Records drawn from a dataset
/// Synchronizes speech audio with per-word highlight callbacks.
///
/// Holds at most one active session per [`SpeakerRole`]; starting a new one
/// tears the previous one down synchronously before any new side effect.
/// Must be used from within a tokio runtime.
pub struct SpeechEngine {
    remote: Arc<dyn RemoteSynthesizer>,
    native: Arc<dyn NativeSynthesizer>,
    player: Arc<dyn AudioPlayer>,
    observer: Arc<dyn SynthesisObserver>,
    speech: SpeechConfig,
    request_timeout: Duration,
    active: Mutex<HashMap<SpeakerRole, ActiveSession>>,
}

struct ActiveSession {
    shared: Arc<SessionShared>,
    task: JoinHandle<()>,
}

impl ActiveSession {
    /// Full synchronous teardown: silence callbacks, stop audio, kill the
    /// task. Nothing from this session runs after this returns.
    fn teardown(self) {
        self.shared.cancel();
        self.task.abort();
    }
}

impl SpeechEngine {
    pub fn new(
        remote: Arc<dyn RemoteSynthesizer>,
        native: Arc<dyn NativeSynthesizer>,
        player: Arc<dyn AudioPlayer>,
        config: &Config,
    ) -> Self {
        Self {
            remote,
            native,
            player,
            observer: Arc::new(LogObserver),
            speech: config.speech.clone(),
            request_timeout: config.request_timeout(),
            active: Mutex::new(HashMap::new()),
        }
    }

    /// Replace the default logging observer.
    pub fn with_observer(mut self, observer: Arc<dyn SynthesisObserver>) -> Self {
        self.observer = observer;
        self
    }

    /// Start speaking `utterance` for `role`, superseding any session already
    /// active for that role. The superseded session's callbacks never fire.
    pub fn speak(
        &self,
        role: SpeakerRole,
        utterance: Utterance,
        callbacks: SessionCallbacks,
    ) -> SessionHandle {
        let shared = Arc::new(SessionShared::new(callbacks));

        let mut active = self.active.lock().expect("active session lock poisoned");
        if let Some(previous) = active.remove(&role) {
            tracing::debug!(?role, "superseding active session");
            previous.teardown();
        }

        let task = tokio::spawn(run_session(
            Arc::clone(&shared),
            Arc::clone(&self.remote),
            Arc::clone(&self.native),
            Arc::clone(&self.player),
            Arc::clone(&self.observer),
            self.speech.clone(),
            self.request_timeout,
            utterance,
        ));
        active.insert(
            role,
            ActiveSession {
                shared: Arc::clone(&shared),
                task,
            },
        );

        SessionHandle::new(shared, role)
    }

    /// Cancel the active session for `role`, if any. No-op otherwise.
    pub fn cancel(&self, role: SpeakerRole) {
        let session = self
            .active
            .lock()
            .expect("active session lock poisoned")
            .remove(&role);
        if let Some(session) = session {
            session.teardown();
        }
    }

    /// Handle for the session currently registered for `role`.
    pub fn session(&self, role: SpeakerRole) -> Option<SessionHandle> {
        self.active
            .lock()
            .expect("active session lock poisoned")
            .get(&role)
            .map(|s| SessionHandle::new(Arc::clone(&s.shared), role))
    }
}

impl Drop for SpeechEngine {
    fn drop(&mut self) {
        let mut active = self.active.lock().expect("active session lock poisoned");
        for (_, session) in active.drain() {
            session.teardown();
        }
    }
}

/// One complete speak-and-highlight lifecycle, run as a spawned task.
#[allow(clippy::too_many_arguments)]
async fn run_session(
    shared: Arc<SessionShared>,
    remote: Arc<dyn RemoteSynthesizer>,
    native: Arc<dyn NativeSynthesizer>,
    player: Arc<dyn AudioPlayer>,
    observer: Arc<dyn SynthesisObserver>,
    speech: SpeechConfig,
    request_timeout: Duration,
    utterance: Utterance,
) {
    let word_count = utterance.word_count();

    // Backend selection. Failures here degrade silently; the caller is never
    // told remote synthesis fell over, only the observer is.
    let mut playback: Option<PlaybackHandle> = None;
    let mut backend = Backend::Remote;

    let request = remote.synthesize(utterance.text(), utterance.voice());
    match time::timeout(request_timeout, request).await {
        Ok(Ok(clip)) if !clip.is_empty() => {
            tracing::debug!(bytes = clip.len(), "remote synthesis succeeded");
            match player.play(clip) {
                Ok(handle) => playback = Some(handle),
                Err(e) => observer.remote_synthesis_failed(&e.to_string()),
            }
        }
        Ok(Ok(_)) => observer.remote_synthesis_failed("empty audio payload"),
        Ok(Err(e)) => observer.remote_synthesis_failed(&e.to_string()),
        Err(_) => observer.remote_synthesis_failed("request timed out"),
    }

    if playback.is_none() {
        if native.is_available() {
            let request = NativeSpeechRequest {
                text: utterance.text().to_string(),
                voice: utterance.voice(),
                rate: speech.native_rate as f32,
                pitch: speech.pitch,
            };
            match native.speak(request) {
                Ok(handle) => {
                    playback = Some(handle);
                    backend = Backend::Native;
                }
                Err(e) => {
                    tracing::warn!(error = %e, "native synthesis failed to start");
                    observer.native_synthesis_unavailable();
                    backend = Backend::Silent;
                }
            }
        } else {
            observer.native_synthesis_unavailable();
            backend = Backend::Silent;
        }
    }

    observer.backend_selected(backend);
    shared.start_playing(backend);

    let period = match backend {
        Backend::Native => speech.native_ms_per_word(),
        Backend::Remote | Backend::Silent => speech.ms_per_word(),
    };
    let mut ticks = time::interval_at(Instant::now() + period, period);
    ticks.set_missed_tick_behavior(MissedTickBehavior::Delay);
    let mut cancelled = shared.cancelled_watch();

    match playback {
        Some(mut handle) => {
            shared.store_stopper(handle.stopper());

            // The interval only paces highlights; the audio outcome decides
            // when the session ends. An early `ended` cancels remaining ticks.
            let mut next_word = 0usize;
            let outcome = loop {
                tokio::select! {
                    res = &mut handle.outcome => {
                        break res.unwrap_or_else(|_| {
                            PlaybackOutcome::Failed("playback driver dropped".to_string())
                        });
                    }
                    _ = cancelled.changed() => break PlaybackOutcome::Stopped,
                    _ = ticks.tick(), if next_word < word_count => {
                        shared.emit_highlight(next_word as isize);
                        next_word += 1;
                    }
                }
            };

            match outcome {
                PlaybackOutcome::Finished => shared.complete(),
                PlaybackOutcome::Stopped => shared.cancel(),
                PlaybackOutcome::Failed(reason) => {
                    shared.fail(SpeechError::Playback(reason));
                }
            }
        }
        None => {
            // Silent backend: the estimated schedule is the sole driver, so
            // the turn still ends deterministically with no audio hardware.
            for index in 0..word_count {
                tokio::select! {
                    _ = cancelled.changed() => return,
                    _ = ticks.tick() => shared.emit_highlight(index as isize),
                }
            }
            shared.complete();
        }
    }
}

Problem: A verbatim copy of all the records is to be produced.

Result for this task:
/// Synchronizes speech audio with per-word highlight callbacks.
///
/// Holds at most one active session per [`SpeakerRole`]; starting a new one
/// tears the previous one down synchronously before any new side effect.
/// Must be used from within a tokio runtime.
pub struct SpeechEngine {
    remote: Arc<dyn RemoteSynthesizer>,
    native: Arc<dyn NativeSynthesizer>,
    player: Arc<dyn AudioPlayer>,
    observer: Arc<dyn SynthesisObserver>,
    speech: SpeechConfig,
    request_timeout: Duration,
    active: Mutex<HashMap<SpeakerRole, ActiveSession>>,
}

struct ActiveSession {
    shared: Arc<SessionShared>,
    task: JoinHandle<()>,
}

impl ActiveSession {
    /// Full synchronous teardown: silence callbacks, stop audio, kill the
    /// task. Nothing from this session runs after this returns.
    fn teardown(self) {
        self.shared.cancel();
        self.task.abort();
    }
}

impl SpeechEngine {
    pub fn new(
        remote: Arc<dyn RemoteSynthesizer>,
        native: Arc<dyn NativeSynthesizer>,
        player: Arc<dyn AudioPlayer>,
        config: &Config,
    ) -> Self {
        Self {
            remote,
            native,
            player,
            observer: Arc::new(LogObserver),
            speech: config.speech.clone(),
            request_timeout: config.request_timeout(),
            active: Mutex::new(HashMap::new()),
        }
    }

    /// Replace the default logging observer.
    pub fn with_observer(mut self, observer: Arc<dyn SynthesisObserver>) -> Self {
        self.observer = observer;
        self
    }

    /// Start speaking `utterance` for `role`, superseding any session already
    /// active for that role. The superseded session's callbacks never fire.
    pub fn speak(
        &self,
        role: SpeakerRole,
        utterance: Utterance,
        callbacks: SessionCallbacks,
    ) -> SessionHandle {
        let shared = Arc::new(SessionShared::new(callbacks));

        let mut active = self.active.lock().expect("active session lock poisoned");
        if let Some(previous) = active.remove(&role) {
            tracing::debug!(?role, "superseding active session");
            previous.teardown();
        }

        let task = tokio::spawn(run_session(
            Arc::clone(&shared),
            Arc::clone(&self.remote),
            Arc::clone(&self.native),
            Arc::clone(&self.player),
            Arc::clone(&self.observer),
            self.speech.clone(),
            self.request_timeout,
            utterance,
        ));
        active.insert(
            role,
            ActiveSession {
                shared: Arc::clone(&shared),
                task,
            },
        );

        SessionHandle::new(shared, role)
    }

    /// Cancel the active session for `role`, if any. No-op otherwise.
    pub fn cancel(&self, role: SpeakerRole) {
        let session = self
            .active
            .lock()
            .expect("active session lock poisoned")
            .remove(&role);
        if let Some(session) = session {
            session.teardown();
        }
    }

    /// Handle for the session currently registered for `role`.
    pub fn session(&self, role: SpeakerRole) -> Option<SessionHandle> {
        self.active
            .lock()
            .expect("active session lock poisoned")
            .get(&role)
            .map(|s| SessionHandle::new(Arc::clone(&s.shared), role))
    }
}

impl Drop for SpeechEngine {
    fn drop(&mut self) {
        let mut active = self.active.lock().expect("active session lock poisoned");
        for (_, session) in active.drain() {
            session.teardown();
        }
    }
}

/// One complete speak-and-highlight lifecycle, run as a spawned task.
#[allow(clippy::too_many_arguments)]
async fn run_session(
    shared: Arc<SessionShared>,
    remote: Arc<dyn RemoteSynthesizer>,
    native: Arc<dyn NativeSynthesizer>,
    player: Arc<dyn AudioPlayer>,
    observer: Arc<dyn SynthesisObserver>,
    speech: SpeechConfig,
    request_timeout: Duration,
    utterance: Utterance,
) {
    let word_count = utterance.word_count();

    // Backend selection. Failures here degrade silently; the caller is never
    // told remote synthesis fell over, only the observer is.
    let mut playback: Option<PlaybackHandle> = None;
    let mut backend = Backend::Remote;

    let request = remote.synthesize(utterance.text(), utterance.voice());
    match time::timeout(request_timeout, request).await {
        Ok(Ok(clip)) if !clip.is_empty() => {
            tracing::debug!(bytes = clip.len(), "remote synthesis succeeded");
            match player.play(clip) {
                Ok(handle) => playback = Some(handle),
                Err(e) => observer.remote_synthesis_failed(&e.to_string()),
            }
        }
        Ok(Ok(_)) => observer.remote_synthesis_failed("empty audio payload"),
        Ok(Err(e)) => observer.remote_synthesis_failed(&e.to_string()),
        Err(_) => observer.remote_synthesis_failed("request timed out"),
    }

    if playback.is_none() {
        if native.is_available() {
            let request = NativeSpeechRequest {
                text: utterance.text().to_string(),
                voice: utterance.voice(),
                rate: speech.native_rate as f32,
                pitch: speech.pitch,
            };
            match native.speak(request) {
                Ok(handle) => {
                    playback = Some(handle);
                    backend = Backend::Native;
                }
                Err(e) => {
                    tracing::warn!(error = %e, "native synthesis failed to start");
                    observer.native_synthesis_unavailable();
                    backend = Backend::Silent;
                }
            }
        } else {
            observer.native_synthesis_unavailable();
            backend = Backend::Silent;
        }
    }

    observer.backend_selected(backend);
    shared.start_playing(backend);

    let period = match backend {
        Backend::Native => speech.native_ms_per_word(),
        Backend::Remote | Backend::Silent => speech.ms_per_word(),
    };
    let mut ticks = time::interval_at(Instant::now() + period, period);
    ticks.set_missed_tick_behavior(MissedTickBehavior::Delay);
    let mut cancelled = shared.cancelled_watch();

    match playback {
        Some(mut handle) => {
            shared.store_stopper(handle.stopper());

            // The interval only paces highlights; the audio outcome decides
            // when the session ends. An early `ended` cancels remaining ticks.
            let mut next_word = 0usize;
            let outcome = loop {
                tokio::select! {
                    res = &mut handle.outcome => {
                        break res.unwrap_or_else(|_| {
                            PlaybackOutcome::Failed("playback driver dropped".to_string())
                        });
                    }
                    _ = cancelled.changed() => break PlaybackOutcome::Stopped,
                    _ = ticks.tick(), if next_word < word_count => {
                        shared.emit_highlight(next_word as isize);
                        next_word += 1;
                    }
                }
            };

            match outcome {
                PlaybackOutcome::Finished => shared.complete(),
                PlaybackOutcome::Stopped => shared.cancel(),
                PlaybackOutcome::Failed(reason) => {
                    shared.fail(SpeechError::Playback(reason));
                }
            }
        }
        None => {
            // Silent backend: the estimated schedule is the sole driver, so
            // the turn still ends deterministically with no audio hardware.
            for index in 0..word_count {
                tokio::select! {
                    _ = cancelled.changed() => return,
                    _ = ticks.tick() => shared.emit_highlight(index as isize),
                }
            }
            shared.complete();
        }
    }
}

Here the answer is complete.